== Brief ==
The job is to find each line of the records below that includes the word "EventStore" and copy it.
+ + + + +
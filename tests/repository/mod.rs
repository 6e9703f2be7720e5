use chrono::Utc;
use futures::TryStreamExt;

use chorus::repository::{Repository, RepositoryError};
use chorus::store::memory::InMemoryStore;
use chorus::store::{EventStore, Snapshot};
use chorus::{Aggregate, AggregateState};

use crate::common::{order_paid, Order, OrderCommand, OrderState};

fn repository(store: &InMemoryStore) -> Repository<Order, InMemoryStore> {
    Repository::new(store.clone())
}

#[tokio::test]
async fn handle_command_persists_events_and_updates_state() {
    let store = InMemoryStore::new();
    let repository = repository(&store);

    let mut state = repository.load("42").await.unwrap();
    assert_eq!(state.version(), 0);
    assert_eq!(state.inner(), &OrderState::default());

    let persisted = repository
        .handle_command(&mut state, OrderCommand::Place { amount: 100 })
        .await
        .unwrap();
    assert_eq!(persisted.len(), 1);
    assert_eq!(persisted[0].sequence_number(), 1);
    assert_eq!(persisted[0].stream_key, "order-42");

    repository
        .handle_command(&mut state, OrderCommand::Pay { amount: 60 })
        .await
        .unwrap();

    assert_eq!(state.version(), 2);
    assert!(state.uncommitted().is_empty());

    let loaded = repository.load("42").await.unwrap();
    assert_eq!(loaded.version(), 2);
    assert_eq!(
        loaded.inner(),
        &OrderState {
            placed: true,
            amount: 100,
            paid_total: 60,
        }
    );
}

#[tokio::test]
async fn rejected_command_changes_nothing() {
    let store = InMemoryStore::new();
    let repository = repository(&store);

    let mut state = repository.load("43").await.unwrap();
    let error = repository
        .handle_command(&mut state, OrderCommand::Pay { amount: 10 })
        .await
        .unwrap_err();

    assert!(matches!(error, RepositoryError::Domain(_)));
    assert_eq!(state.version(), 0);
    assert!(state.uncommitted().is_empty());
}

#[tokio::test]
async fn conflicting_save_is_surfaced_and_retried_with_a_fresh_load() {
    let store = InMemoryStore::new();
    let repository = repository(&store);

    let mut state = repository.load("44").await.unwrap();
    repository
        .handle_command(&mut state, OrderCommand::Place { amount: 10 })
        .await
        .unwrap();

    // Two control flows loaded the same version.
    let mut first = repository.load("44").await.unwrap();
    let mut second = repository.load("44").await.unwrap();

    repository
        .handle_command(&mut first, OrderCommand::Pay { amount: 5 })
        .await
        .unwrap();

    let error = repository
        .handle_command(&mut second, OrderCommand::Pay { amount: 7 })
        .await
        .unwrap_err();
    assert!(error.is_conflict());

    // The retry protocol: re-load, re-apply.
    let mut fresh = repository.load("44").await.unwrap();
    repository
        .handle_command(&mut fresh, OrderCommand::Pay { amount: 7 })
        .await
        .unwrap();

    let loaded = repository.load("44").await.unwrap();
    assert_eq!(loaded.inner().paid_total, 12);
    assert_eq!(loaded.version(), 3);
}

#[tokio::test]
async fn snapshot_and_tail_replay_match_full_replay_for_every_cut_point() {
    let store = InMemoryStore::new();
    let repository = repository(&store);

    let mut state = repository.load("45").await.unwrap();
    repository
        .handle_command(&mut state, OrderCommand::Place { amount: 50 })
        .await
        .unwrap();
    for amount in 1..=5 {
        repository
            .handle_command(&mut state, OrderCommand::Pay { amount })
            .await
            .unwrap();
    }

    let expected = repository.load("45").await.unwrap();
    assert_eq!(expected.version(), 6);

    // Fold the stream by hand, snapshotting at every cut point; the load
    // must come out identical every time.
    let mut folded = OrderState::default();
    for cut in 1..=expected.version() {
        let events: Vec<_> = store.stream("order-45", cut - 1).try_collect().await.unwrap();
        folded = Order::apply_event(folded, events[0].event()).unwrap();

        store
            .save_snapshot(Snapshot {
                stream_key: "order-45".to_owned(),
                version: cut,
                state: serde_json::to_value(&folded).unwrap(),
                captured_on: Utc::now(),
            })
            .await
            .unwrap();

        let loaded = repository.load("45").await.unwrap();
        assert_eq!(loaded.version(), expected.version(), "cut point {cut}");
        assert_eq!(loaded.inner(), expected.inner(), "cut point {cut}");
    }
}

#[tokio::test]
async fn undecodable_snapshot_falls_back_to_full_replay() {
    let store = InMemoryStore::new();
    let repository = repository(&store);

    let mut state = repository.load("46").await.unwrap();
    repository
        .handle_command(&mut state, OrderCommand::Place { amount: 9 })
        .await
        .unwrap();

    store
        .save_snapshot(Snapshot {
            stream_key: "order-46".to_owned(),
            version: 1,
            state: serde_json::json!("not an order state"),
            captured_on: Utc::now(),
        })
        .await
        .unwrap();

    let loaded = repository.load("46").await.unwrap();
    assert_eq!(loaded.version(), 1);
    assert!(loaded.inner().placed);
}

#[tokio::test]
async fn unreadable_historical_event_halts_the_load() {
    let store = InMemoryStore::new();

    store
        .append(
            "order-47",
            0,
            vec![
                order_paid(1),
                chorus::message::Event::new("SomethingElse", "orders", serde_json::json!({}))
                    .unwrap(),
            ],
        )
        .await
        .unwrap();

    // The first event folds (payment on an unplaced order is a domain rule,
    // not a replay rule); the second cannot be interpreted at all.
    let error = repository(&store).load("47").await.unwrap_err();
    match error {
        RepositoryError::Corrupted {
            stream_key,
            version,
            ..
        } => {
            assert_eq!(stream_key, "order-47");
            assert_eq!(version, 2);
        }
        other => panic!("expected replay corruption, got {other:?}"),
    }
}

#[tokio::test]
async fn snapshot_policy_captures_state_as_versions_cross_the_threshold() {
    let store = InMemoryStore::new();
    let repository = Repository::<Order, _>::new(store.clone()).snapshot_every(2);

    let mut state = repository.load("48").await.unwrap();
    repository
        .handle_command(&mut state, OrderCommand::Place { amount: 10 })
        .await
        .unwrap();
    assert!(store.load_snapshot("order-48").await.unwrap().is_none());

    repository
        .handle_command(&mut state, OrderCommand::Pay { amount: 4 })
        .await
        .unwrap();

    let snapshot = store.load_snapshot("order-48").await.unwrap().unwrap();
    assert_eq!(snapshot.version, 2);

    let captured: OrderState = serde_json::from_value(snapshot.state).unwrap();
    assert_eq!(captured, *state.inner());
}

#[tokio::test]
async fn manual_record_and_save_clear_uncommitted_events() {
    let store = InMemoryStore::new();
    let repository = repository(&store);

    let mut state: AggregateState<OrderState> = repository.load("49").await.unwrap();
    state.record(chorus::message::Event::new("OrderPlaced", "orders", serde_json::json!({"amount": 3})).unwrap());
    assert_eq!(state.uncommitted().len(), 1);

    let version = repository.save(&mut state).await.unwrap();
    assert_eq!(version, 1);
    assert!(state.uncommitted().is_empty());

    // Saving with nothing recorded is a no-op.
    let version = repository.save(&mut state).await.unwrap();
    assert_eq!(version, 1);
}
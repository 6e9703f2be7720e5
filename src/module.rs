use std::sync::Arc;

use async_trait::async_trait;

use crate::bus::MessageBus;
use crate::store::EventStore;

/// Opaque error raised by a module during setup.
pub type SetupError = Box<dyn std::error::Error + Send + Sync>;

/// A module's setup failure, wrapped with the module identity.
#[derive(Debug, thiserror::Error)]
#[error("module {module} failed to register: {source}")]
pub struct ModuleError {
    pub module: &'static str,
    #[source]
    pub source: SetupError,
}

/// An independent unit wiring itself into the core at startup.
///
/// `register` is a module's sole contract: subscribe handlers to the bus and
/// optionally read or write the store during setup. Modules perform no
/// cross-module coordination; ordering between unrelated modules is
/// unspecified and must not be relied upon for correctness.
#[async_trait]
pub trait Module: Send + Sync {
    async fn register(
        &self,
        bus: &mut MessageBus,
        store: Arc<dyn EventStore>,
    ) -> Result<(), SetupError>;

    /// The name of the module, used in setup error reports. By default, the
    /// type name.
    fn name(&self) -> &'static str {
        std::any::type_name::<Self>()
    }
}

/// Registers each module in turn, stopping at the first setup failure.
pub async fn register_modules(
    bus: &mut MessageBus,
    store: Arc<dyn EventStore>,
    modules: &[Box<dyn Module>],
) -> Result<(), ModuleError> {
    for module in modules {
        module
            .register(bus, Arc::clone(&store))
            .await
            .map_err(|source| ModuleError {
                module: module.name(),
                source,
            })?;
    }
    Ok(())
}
+ + + + +
== Result ==
use chorus::store::{EventStore, Snapshot};
use crate::store::EventStore;
        store: Arc<dyn EventStore>,
    store: Arc<dyn EventStore>,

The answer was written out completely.